NHL 2015-16 Preview: THE VANCOUVER CANUCKS ARE CANADA’S NEW PUNCHING BAG

Henrik Sedin

Now that the Toronto Maple Leafs are on the road back to respectability, Canada needs a new punching bag. Why hello there GM Jim Benning of the Vancouver Canucks!

What’s that you say, you just re-signed “forever 3rd-liner” Brandon Sutter, “Swiss Pilon” Luca Sbisa and “My fantasy hockey team needs a ridiculous amount of PIMs if i’m going to make it through the week” Derek Dorsett to a triad of ridiculous overpayments? Pleased to meet you!

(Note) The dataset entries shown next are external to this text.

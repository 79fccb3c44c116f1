//! JSON API handlers for the web dashboard.
//!
//! Each handler corresponds to an API endpoint and returns a response with
//! JSON, SVG or PNG content. Session endpoints share one loaded batch: a
//! request for the session already in the dashboard state reuses it, any
//! other session is fetched first.

use std::time::Instant;

use anyhow::{Context, Result, bail};
use serde::Serialize;
use tiny_http::{Response, StatusCode};

use crate::analytics::aggregate::{DomAggregate, HourlyActivity, hourly_activity};
use crate::analytics::charts::{AverageBar, build_average_series};
use crate::analytics::events::ActivityEvent;
use crate::config;
use crate::detect::FlagDetector;
use crate::highlight::{HighlightRect, ImageGeometry};
use crate::state::DataSource;

use super::{HttpResponse, WebContext, content_type, not_found, query_param};

// ---------------------------------------------------------------------------
// JSON response types
// ---------------------------------------------------------------------------

#[derive(Serialize)]
struct SessionsResponse {
    user_id: String,
    sessions: Vec<String>,
}

#[derive(Serialize)]
struct SummaryResponse<'a> {
    session_id: &'a str,
    summary: Option<&'a str>,
    total_seconds: f64,
    element_count: usize,
    elements: Vec<DomAggregate>,
}

#[derive(Serialize)]
struct HighlightResponse {
    highlight: Option<HighlightRect>,
    ttl_ms: u64,
}

#[derive(Serialize)]
struct UrlsResponse {
    urls: Vec<String>,
}

#[derive(Serialize)]
struct UrlStatsResponse {
    url: String,
    element_count: usize,
    averages: Vec<AverageBar>,
    hourly: Vec<HourlyActivity>,
}

/// Config API response: the full config as a JSON value plus the raw TOML.
#[derive(Serialize)]
struct ConfigResponse {
    config: config::schema::DwellConfig,
    toml_text: String,
}

/// Config update request: a list of key-value pairs.
#[derive(serde::Deserialize)]
struct ConfigUpdateRequest {
    updates: Vec<ConfigKeyValue>,
}

#[derive(serde::Deserialize)]
struct ConfigKeyValue {
    key: String,
    value: String,
}

#[derive(Serialize)]
struct HealthResponse {
    data_api_url: String,
    data_api_reachable: bool,
    detection_ok: bool,
    config_exists: bool,
    log_exists: bool,
    loaded_source: Option<DataSource>,
}

// ---------------------------------------------------------------------------
// Helpers
// ---------------------------------------------------------------------------

/// Build a JSON success response.
fn json_response<T: Serialize>(data: &T) -> Result<HttpResponse> {
    let body = serde_json::to_string(data).context("failed to serialize JSON response")?;
    Ok(Response::from_data(body.into_bytes())
        .with_header(content_type("application/json; charset=utf-8"))
        .with_status_code(StatusCode(200)))
}

fn svg_response(svg: &str) -> HttpResponse {
    Response::from_data(svg.as_bytes().to_vec())
        .with_header(content_type("image/svg+xml"))
        .with_status_code(StatusCode(200))
}

/// Parse a finite numeric query parameter.
fn number_param(url: &str, key: &str) -> Result<f64> {
    let raw = query_param(url, key).with_context(|| format!("missing query parameter {key}"))?;
    let value: f64 = raw
        .parse()
        .with_context(|| format!("query parameter {key} is not a number: {raw}"))?;
    if !value.is_finite() {
        bail!("query parameter {key} is not finite: {raw}");
    }
    Ok(value)
}

/// Make `sid` the loaded session, fetching it unless it already is.
fn ensure_session(ctx: &mut WebContext, sid: &str) -> Result<()> {
    let wanted = DataSource::Session(sid.to_string());
    if ctx.state.source() == Some(&wanted) {
        return Ok(());
    }

    match ctx.client.session_data(sid) {
        Ok(data) => {
            ctx.log.record(
                &ActivityEvent::new("fetch_session", sid).with_count(data.elements.len()),
            );
            ctx.state.load(wanted, data.elements, data.summary);
            Ok(())
        }
        Err(e) => {
            ctx.log
                .record(&ActivityEvent::new("fetch_session", sid).with_detail(e.to_string()));
            Err(e)
        }
    }
}

/// Replace the pie selection with the comma-separated `select` parameter.
fn apply_selection(ctx: &mut WebContext, url: &str) {
    let wanted: Vec<String> = query_param(url, "select")
        .map(|s| {
            s.split(',')
                .map(str::trim)
                .filter(|id| !id.is_empty())
                .map(String::from)
                .collect()
        })
        .unwrap_or_default();

    let selection = ctx.state.selection().clone();
    let mut flips: Vec<String> = ctx
        .state
        .aggregate()
        .iter()
        .filter(|e| selection.contains(&e.dom_id) && !wanted.contains(&e.dom_id))
        .map(|e| e.dom_id.clone())
        .collect();
    flips.extend(wanted.into_iter().filter(|id| !selection.contains(id)));

    for id in &flips {
        ctx.state.toggle_selection(id);
    }
}

// ---------------------------------------------------------------------------
// API Handlers: sessions
// ---------------------------------------------------------------------------

/// `GET /api/sessions/{user}`: session IDs for a user.
pub fn get_sessions(ctx: &mut WebContext, user_id: &str) -> Result<HttpResponse> {
    let sessions = ctx.client.list_sessions(user_id);
    match &sessions {
        Ok(s) => ctx
            .log
            .record(&ActivityEvent::new("fetch_sessions", user_id).with_count(s.len())),
        Err(e) => ctx
            .log
            .record(&ActivityEvent::new("fetch_sessions", user_id).with_detail(e.to_string())),
    }

    json_response(&SessionsResponse {
        user_id: user_id.to_string(),
        sessions: sessions?,
    })
}

/// `GET /api/session/{sid}/summary`: aggregate table plus summary text.
pub fn get_session_summary(ctx: &mut WebContext, sid: &str) -> Result<HttpResponse> {
    ensure_session(ctx, sid)?;
    let aggregate = ctx.state.aggregate();

    json_response(&SummaryResponse {
        session_id: sid,
        summary: ctx.state.summary(),
        total_seconds: aggregate.total_seconds(),
        element_count: ctx.state.elements().len(),
        elements: aggregate.entries,
    })
}

/// `GET /api/session/{sid}/timeline`: timeline geometry.
pub fn get_session_timeline(ctx: &mut WebContext, sid: &str) -> Result<HttpResponse> {
    ensure_session(ctx, sid)?;
    json_response(&ctx.state.layout())
}

/// `GET /api/session/{sid}/timeline.svg`: rendered timeline.
pub fn get_session_timeline_svg(ctx: &mut WebContext, sid: &str) -> Result<HttpResponse> {
    ensure_session(ctx, sid)?;
    Ok(svg_response(ctx.state.render_timeline()))
}

/// `GET /api/session/{sid}/charts?select=a,b`: bar and pie series.
pub fn get_session_charts(ctx: &mut WebContext, sid: &str, url: &str) -> Result<HttpResponse> {
    ensure_session(ctx, sid)?;
    apply_selection(ctx, url);
    json_response(&ctx.state.chart_series())
}

/// `GET /api/session/{sid}/bar.svg`
pub fn get_session_bar_svg(ctx: &mut WebContext, sid: &str, url: &str) -> Result<HttpResponse> {
    ensure_session(ctx, sid)?;
    apply_selection(ctx, url);
    ctx.state.render_charts();
    Ok(svg_response(ctx.state.bar_svg().unwrap_or_default()))
}

/// `GET /api/session/{sid}/pie.svg?select=a,b`
pub fn get_session_pie_svg(ctx: &mut WebContext, sid: &str, url: &str) -> Result<HttpResponse> {
    ensure_session(ctx, sid)?;
    apply_selection(ctx, url);
    ctx.state.render_charts();
    Ok(svg_response(ctx.state.pie_svg().unwrap_or_default()))
}

/// `GET /api/session/{sid}/highlight?dom_id=..&nw=..&nh=..&dw=..&dh=..[&fit=..]`
///
/// `nw`/`nh` are the image's natural size, `dw`/`dh` its displayed box.
/// A `domID` that cannot be highlighted answers `{"highlight": null}`.
pub fn get_session_highlight(ctx: &mut WebContext, sid: &str, url: &str) -> Result<HttpResponse> {
    let dom_id = query_param(url, "dom_id").context("missing query parameter dom_id")?;
    let natural = (number_param(url, "nw")?, number_param(url, "nh")?);
    let display = (number_param(url, "dw")?, number_param(url, "dh")?);
    let fit = match query_param(url, "fit") {
        Some(raw) => config::parse_fit_mode(&raw)
            .with_context(|| format!("invalid fit mode: {raw}"))?,
        None => ctx.state.config().highlight.fit,
    };

    ensure_session(ctx, sid)?;
    let geometry = ImageGeometry::new(natural, display, fit);
    let highlight = ctx.state.highlight(&dom_id, &geometry, Instant::now());

    let event = ActivityEvent::new("highlight", &dom_id);
    ctx.log.record(&match &highlight {
        Some(_) => event.with_count(1),
        None => event.with_detail("no highlight"),
    });

    json_response(&HighlightResponse {
        highlight,
        ttl_ms: ctx.state.config().highlight.ttl_ms,
    })
}

/// `GET /api/session/{sid}/heatmap`: PNG passthrough; 404 when unavailable.
pub fn get_session_heatmap(ctx: &mut WebContext, sid: &str) -> HttpResponse {
    match ctx.client.heatmap(sid) {
        Some(bytes) => {
            ctx.log
                .record(&ActivityEvent::new("fetch_heatmap", sid).with_count(bytes.len()));
            Response::from_data(bytes)
                .with_header(content_type("image/png"))
                .with_status_code(StatusCode(200))
        }
        None => {
            ctx.log
                .record(&ActivityEvent::new("fetch_heatmap", sid).with_detail("unavailable"));
            not_found()
        }
    }
}

// ---------------------------------------------------------------------------
// API Handlers: per-URL stats
// ---------------------------------------------------------------------------

/// `GET /api/stats/urls`
pub fn get_stats_urls(ctx: &mut WebContext) -> Result<HttpResponse> {
    let urls = ctx.client.stats_urls()?;
    json_response(&UrlsResponse { urls })
}

/// `GET /api/stats/elements?url=..`: averages and hourly activity.
pub fn get_stats_elements(ctx: &mut WebContext, url: &str) -> Result<HttpResponse> {
    let target = query_param(url, "url").context("missing query parameter url")?;

    let elements = ctx.client.elements_by_url(&target);
    match &elements {
        Ok(els) => ctx
            .log
            .record(&ActivityEvent::new("fetch_url", &target).with_count(els.len())),
        Err(e) => ctx
            .log
            .record(&ActivityEvent::new("fetch_url", &target).with_detail(e.to_string())),
    }
    let elements = elements?;

    ctx.state.load(DataSource::Url(target.clone()), elements, None);
    let averages = build_average_series(&ctx.state.aggregate());

    json_response(&UrlStatsResponse {
        url: target,
        element_count: ctx.state.elements().len(),
        averages,
        hourly: hourly_activity(ctx.state.elements()),
    })
}

// ---------------------------------------------------------------------------
// API Handlers: configuration and health
// ---------------------------------------------------------------------------

/// `GET /api/config`: current effective configuration.
pub fn get_config() -> Result<HttpResponse> {
    let cfg = config::load();
    let toml_text = toml::to_string_pretty(&cfg).unwrap_or_default();

    json_response(&ConfigResponse {
        config: cfg,
        toml_text,
    })
}

/// `PUT /api/config`: update configuration keys.
///
/// Expects JSON body: `{ "updates": [{ "key": "charts.mode", "value": "flagging" }] }`.
/// Changes apply to the next `serve` run.
pub fn put_config(body: &str) -> Result<HttpResponse> {
    let req: ConfigUpdateRequest =
        serde_json::from_str(body).context("invalid JSON in config update request")?;

    let mut errors: Vec<String> = Vec::new();
    let mut applied: Vec<String> = Vec::new();

    for kv in &req.updates {
        match config::set_config_value(&kv.key, &kv.value) {
            Ok(()) => applied.push(format!("{} = {}", kv.key, kv.value)),
            Err(e) => errors.push(format!("{}: {e:#}", kv.key)),
        }
    }

    json_response(&serde_json::json!({
        "applied": applied,
        "errors": errors,
        "success": errors.is_empty(),
    }))
}

/// `POST /api/config/reset`: reset config to defaults.
pub fn post_config_reset() -> Result<HttpResponse> {
    config::reset_config().context("failed to reset config")?;

    json_response(&serde_json::json!({
        "success": true,
        "message": "Configuration reset to defaults",
    }))
}

/// `GET /api/health`: system health summary.
pub fn get_health(ctx: &mut WebContext) -> Result<HttpResponse> {
    let cfg = ctx.state.config();

    json_response(&HealthResponse {
        data_api_url: ctx.client.base_url().to_string(),
        data_api_reachable: ctx.client.is_reachable(),
        detection_ok: FlagDetector::from_config(&cfg.detection).is_ok(),
        config_exists: config::global_config_file().is_some_and(|p| p.exists()),
        log_exists: ctx.log.path().is_some_and(|p| p.exists()),
        loaded_source: ctx.state.source().cloned(),
    })
}
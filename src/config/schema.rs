/// Configuration schema and defaults for dwellscope.
///
/// Defines the TOML-serializable configuration structure with all sections:
/// `[data_api]`, `[timeline]`, `[detection]`, `[highlight]`, `[charts]`,
/// `[web]`, and `[logging]`.
///
/// Every field has a sensible built-in default. Users only need to set the
/// values they want to override.
use serde::{Deserialize, Serialize};

// ---------------------------------------------------------------------------
// Top-level config
// ---------------------------------------------------------------------------

/// Top-level dwellscope configuration.
///
/// Maps directly to the `~/.dwellscope/config.toml` and `.dwellscope.toml`
/// file schemas. All sections and fields are optional.
#[derive(Debug, Clone, Default, Serialize, Deserialize)]
#[serde(default)]
pub struct DwellConfig {
    pub data_api: DataApiConfig,
    pub timeline: TimelineConfig,
    pub detection: DetectionConfig,
    pub highlight: HighlightConfig,
    pub charts: ChartsConfig,
    pub web: WebConfig,
    pub logging: LoggingConfig,
}

// ---------------------------------------------------------------------------
// [data_api]
// ---------------------------------------------------------------------------

/// Where session and element data is fetched from.
#[derive(Debug, Clone, Serialize, Deserialize)]
#[serde(default)]
pub struct DataApiConfig {
    /// Base URL of the data server.
    pub url: String,
    /// Per-request timeout (milliseconds).
    pub timeout_ms: u64,
}

impl Default for DataApiConfig {
    fn default() -> Self {
        Self {
            url: "http://127.0.0.1:5000".to_string(),
            timeout_ms: 10_000,
        }
    }
}

// ---------------------------------------------------------------------------
// [timeline]
// ---------------------------------------------------------------------------

/// Fixed layout constants for the timeline canvas.
#[derive(Debug, Clone, PartialEq, Serialize, Deserialize)]
#[serde(default)]
pub struct TimelineConfig {
    /// Padding around the plot area (pixels).
    pub pad: f64,
    /// Height of one `domID` row (pixels).
    pub row_height: f64,
    /// Horizontal pixels per elapsed second.
    pub px_per_second: f64,
    /// Minimum canvas width (pixels).
    pub min_width: f64,
}

impl Default for TimelineConfig {
    fn default() -> Self {
        Self {
            pad: 60.0,
            row_height: 30.0,
            px_per_second: 60.0,
            min_width: 900.0,
        }
    }
}

// ---------------------------------------------------------------------------
// [detection]
// ---------------------------------------------------------------------------

/// Rules that mark an element as an ad / special-interest element.
#[derive(Debug, Clone, Serialize, Deserialize)]
#[serde(default)]
pub struct DetectionConfig {
    /// Substrings that flag an element when found in its text.
    pub markers: Vec<String>,
    /// Exact class names that flag an element. `sample-popup-ad` is always
    /// included, whatever this list says.
    pub ad_classes: Vec<String>,
    /// Regular expressions matched against the element text.
    pub patterns: Vec<String>,
}

impl Default for DetectionConfig {
    fn default() -> Self {
        Self {
            markers: vec!["광고".to_string(), "[AD]".to_string()],
            ad_classes: vec!["sample-popup-ad".to_string()],
            patterns: Vec::new(),
        }
    }
}

// ---------------------------------------------------------------------------
// [highlight]
// ---------------------------------------------------------------------------

/// How the reference image is laid out in its container.
#[derive(Debug, Clone, Copy, Default, PartialEq, Eq, Serialize, Deserialize)]
#[serde(rename_all = "kebab-case")]
pub enum FitMode {
    /// Image stretched to its rendered box; absolute page coordinates.
    #[default]
    Stretch,
    /// Aspect-preserving fit centered in the container.
    Contain,
}

impl std::fmt::Display for FitMode {
    fn fmt(&self, f: &mut std::fmt::Formatter<'_>) -> std::fmt::Result {
        match self {
            Self::Stretch => write!(f, "stretch"),
            Self::Contain => write!(f, "contain"),
        }
    }
}

/// Overlay highlight settings.
#[derive(Debug, Clone, Serialize, Deserialize)]
#[serde(default)]
pub struct HighlightConfig {
    /// How long a highlight stays visible (milliseconds).
    pub ttl_ms: u64,
    /// Default coordinate frame for the reference image.
    pub fit: FitMode,
}

impl Default for HighlightConfig {
    fn default() -> Self {
        Self {
            ttl_ms: 3000,
            fit: FitMode::default(),
        }
    }
}

// ---------------------------------------------------------------------------
// [charts]
// ---------------------------------------------------------------------------

/// Bar coloring strategy.
#[derive(Debug, Clone, Copy, Default, PartialEq, Eq, Serialize, Deserialize)]
#[serde(rename_all = "kebab-case")]
pub enum ChartMode {
    /// One palette color per `domID`, cycling by index.
    #[default]
    Palette,
    /// Two colors: flagged vs. everything else.
    Flagging,
}

impl std::fmt::Display for ChartMode {
    fn fmt(&self, f: &mut std::fmt::Formatter<'_>) -> std::fmt::Result {
        match self {
            Self::Palette => write!(f, "palette"),
            Self::Flagging => write!(f, "flagging"),
        }
    }
}

/// Chart colors.
#[derive(Debug, Clone, Serialize, Deserialize)]
#[serde(default)]
pub struct ChartsConfig {
    pub mode: ChartMode,
    /// Cycled per `domID` in palette mode and for selected pie slices.
    pub palette: Vec<String>,
    pub flagged_color: String,
    pub default_color: String,
    /// Pie slice color for `domID`s that are not selected.
    pub unselected_color: String,
}

impl Default for ChartsConfig {
    fn default() -> Self {
        Self {
            mode: ChartMode::default(),
            palette: [
                "#A3E4D7", "#F7DC6F", "#F5B7B1", "#AED6F1", "#D7BDE2", "#F9E79F", "#85C1E9",
                "#F1948A", "#82E0AA", "#D2B4DE",
            ]
            .iter()
            .map(|c| c.to_string())
            .collect(),
            flagged_color: "#F1948A".to_string(),
            default_color: "#AED6F1".to_string(),
            unselected_color: "#eee".to_string(),
        }
    }
}

// ---------------------------------------------------------------------------
// [web]
// ---------------------------------------------------------------------------

/// Embedded dashboard server settings.
#[derive(Debug, Clone, Serialize, Deserialize)]
#[serde(default)]
pub struct WebConfig {
    /// Listen address.
    pub addr: String,
    /// Open the dashboard in the default browser on start.
    pub open_browser: bool,
}

impl Default for WebConfig {
    fn default() -> Self {
        Self {
            addr: "127.0.0.1:9750".to_string(),
            open_browser: true,
        }
    }
}

// ---------------------------------------------------------------------------
// [logging]
// ---------------------------------------------------------------------------

/// Activity log settings.
#[derive(Debug, Clone, Serialize, Deserialize)]
#[serde(default)]
pub struct LoggingConfig {
    /// Whether activity events are recorded.
    pub enabled: bool,
    /// Path to the JSONL activity log. `~` is expanded to the home directory.
    pub path: String,
}

impl Default for LoggingConfig {
    fn default() -> Self {
        Self {
            enabled: true,
            path: "~/.dwellscope/activity.jsonl".to_string(),
        }
    }
}

// ---------------------------------------------------------------------------
// Default TOML
// ---------------------------------------------------------------------------

impl DwellConfig {
    /// The annotated default config written by `dwellscope config init`.
    pub fn default_toml() -> &'static str {
        DEFAULT_CONFIG_TOML
    }
}

const DEFAULT_CONFIG_TOML: &str = r##"# dwellscope configuration
#
# Layers (later wins): built-in defaults, this file, ./.dwellscope.toml,
# then DWELLSCOPE_* environment variables.

[data_api]
# Base URL of the data server (sessions, elements, heatmaps).
url = "http://127.0.0.1:5000"
timeout_ms = 10000

[timeline]
pad = 60.0
row_height = 30.0
px_per_second = 60.0
min_width = 900.0

[detection]
# Text substrings that flag an element as an ad.
markers = ["광고", "[AD]"]
# Class names that flag an element. "sample-popup-ad" is always enforced.
ad_classes = ["sample-popup-ad"]
# Regular expressions matched against element text.
patterns = []

[highlight]
ttl_ms = 3000
# "stretch" (absolute page frame) or "contain" (letterboxed, centered).
fit = "stretch"

[charts]
# "palette" (one color per domID) or "flagging" (flagged vs. default).
mode = "palette"
palette = ["#A3E4D7", "#F7DC6F", "#F5B7B1", "#AED6F1", "#D7BDE2", "#F9E79F", "#85C1E9", "#F1948A", "#82E0AA", "#D2B4DE"]
flagged_color = "#F1948A"
default_color = "#AED6F1"
unselected_color = "#eee"

[web]
addr = "127.0.0.1:9750"
open_browser = true

[logging]
enabled = true
path = "~/.dwellscope/activity.jsonl"
"##;

// ---------------------------------------------------------------------------
// Tests
// ---------------------------------------------------------------------------

#[cfg(test)]
mod tests {
    use super::*;

    #[test]
    fn default_toml_parses_to_defaults() {
        let parsed: DwellConfig = toml::from_str(DwellConfig::default_toml()).unwrap();
        let defaults = DwellConfig::default();
        assert_eq!(parsed.data_api.url, defaults.data_api.url);
        assert_eq!(parsed.timeline, defaults.timeline);
        assert_eq!(parsed.detection.markers, defaults.detection.markers);
        assert_eq!(parsed.highlight.ttl_ms, 3000);
        assert_eq!(parsed.charts.palette, defaults.charts.palette);
        assert_eq!(parsed.web.addr, defaults.web.addr);
    }

    #[test]
    fn partial_toml_fills_missing_sections() {
        let parsed: DwellConfig = toml::from_str(
            r#"
[highlight]
fit = "contain"
"#,
        )
        .unwrap();
        assert_eq!(parsed.highlight.fit, FitMode::Contain);
        assert_eq!(parsed.highlight.ttl_ms, 3000);
        assert_eq!(parsed.timeline.pad, 60.0);
        assert_eq!(parsed.charts.mode, ChartMode::Palette);
    }

    #[test]
    fn chart_mode_uses_kebab_case() {
        let parsed: DwellConfig = toml::from_str(
            r#"
[charts]
mode = "flagging"
"#,
        )
        .unwrap();
        assert_eq!(parsed.charts.mode, ChartMode::Flagging);
        assert_eq!(parsed.charts.mode.to_string(), "flagging");
    }
}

It’s never a good thing when a lot of talent leaves without being replaced, and it certainly looks like the Canucks are going to be in for a really rough season in 2015-16. They surprised last year, putting up a really good fight in the wild west, but when you lose useful depth players like Kevin Bieksa, Shawn Matthias, Eddie Lack and Zach Kassian for almost literally nothin except cap space and a nearly-deceased Brandon Prust, things aren’t looking too good. The aforementioned players aren’t exactly world beaters, but they served an important purpose.

Sure, Vancouver has a bunch of exciting prospects nearly ready to step into the fold, like Bo Horvat, Jake Virtanen, and Sven Baertshi, but they’re all far from sure things. The key players on this squad are still pretty good. The Sedin twins still have some gas left even though I hate them with an almost indescribable passion for the silly reason that their whole “We’re TWINS! LOL!” charade reminds me of these two twin girls I went to elementary school with who would always annoy the shit out of me by switching desks during class and being like, “but teacher, I’m not Sarah, I’m STACEY.” Chris Tanev is quickly turning into a clone of MA Vlasic as the defenseman who nobody ever talks about until they’re leading an Olympic squad to gold with pure rock solid defensive D, and some of the other top line players like Radim Vrbata and Alexander Edler (if he shows up to play) could fit in as top players on an elite team.

The Canucks are like a cheap shitty counterfeit holographic Charizard Pokemon Card. They look flashy and dope at first and you proudly display them in your card binder before you know any better, but then some slightly older and more knowledgable fan comes along and is like “dude, that’s a fucking fake you scammer” and you walk home crying and take your dope card out of the binder and keep it in your desk drawer so you can look at it sometimes, but you never show anyone ever again.   And you feel horrible amounts of shame for thinking your Charizard card was cool in the first place.

Willie Desjardins has a dope moustache though, so they get a couple bonus points. But they have a trifecta of Ryan Miller and the Sedins, so -1000 points.

Final tally: -998 points. Lottery team.